(TASK GOAL): Look through the material below and say how many of its lines carry the string "PropOpportunity". Only the number should be given.

※ ※ ※

//! Player-prop scanner.
//!
//! Stub: the feed only tells us *that* a prop outlier exists. Until per-player
//! stat lines are part of the record, the flag produces a single canned entry.

use rust_decimal_macros::dec;

use crate::data::GameRecord;
use crate::market::models::PropOpportunity;

pub const PROP_CONFIDENCE: f64 = 4.2;
pub const PROP_TYPE: &str = "Points Over";
pub const PROP_REASONING: &str = "Favorable matchup vs weak perimeter defense";

pub fn find_prop_outliers(record: &GameRecord) -> Vec<PropOpportunity> {
    if !record.has_prop_outliers {
        return Vec::new();
    }
    vec![PropOpportunity {
        player: record.prop_player.clone(),
        prop_type: PROP_TYPE.to_string(),
        line: dec!(25.5),
        confidence: PROP_CONFIDENCE,
        reasoning: PROP_REASONING.to_string(),
    }]
}

#[cfg(test)]
mod tests {
    use super::*;
    use crate::data::RawGameRecord;
    use serde_json::json;

    fn record(extra: serde_json::Value) -> GameRecord {
        let mut value = json!({
            "game_id": "g1",
            "home_team": "Celtics",
            "away_team": "Knicks",
            "game_time": "7:30 PM ET",
        });
        for (k, v) in extra.as_object().unwrap() {
            value[k] = v.clone();
        }
        let raw: RawGameRecord = serde_json::from_value(value).unwrap();
        GameRecord::try_from(raw).unwrap()
    }

    #[test]
    fn test_no_flag_no_props() {
        assert!(find_prop_outliers(&record(json!({}))).is_empty());
        assert!(find_prop_outliers(&record(json!({"has_prop_outliers": false}))).is_empty());
    }

    #[test]
    fn test_flag_emits_single_canned_prop() {
        let props = find_prop_outliers(&record(json!({
            "has_prop_outliers": true,
            "prop_player": "Jayson Tatum",
        })));
        assert_eq!(props.len(), 1);
        assert_eq!(props[0].player, "Jayson Tatum");
        assert_eq!(props[0].confidence, 4.2);
        assert_eq!(props[0].line, dec!(25.5));
    }

    #[test]
    fn test_flag_without_player_uses_placeholder() {
        let props = find_prop_outliers(&record(json!({"has_prop_outliers": true})));
        assert_eq!(props[0].player, "Player Name");
    }
}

※ ※ ※

(PROBLEM SOLUTION): 3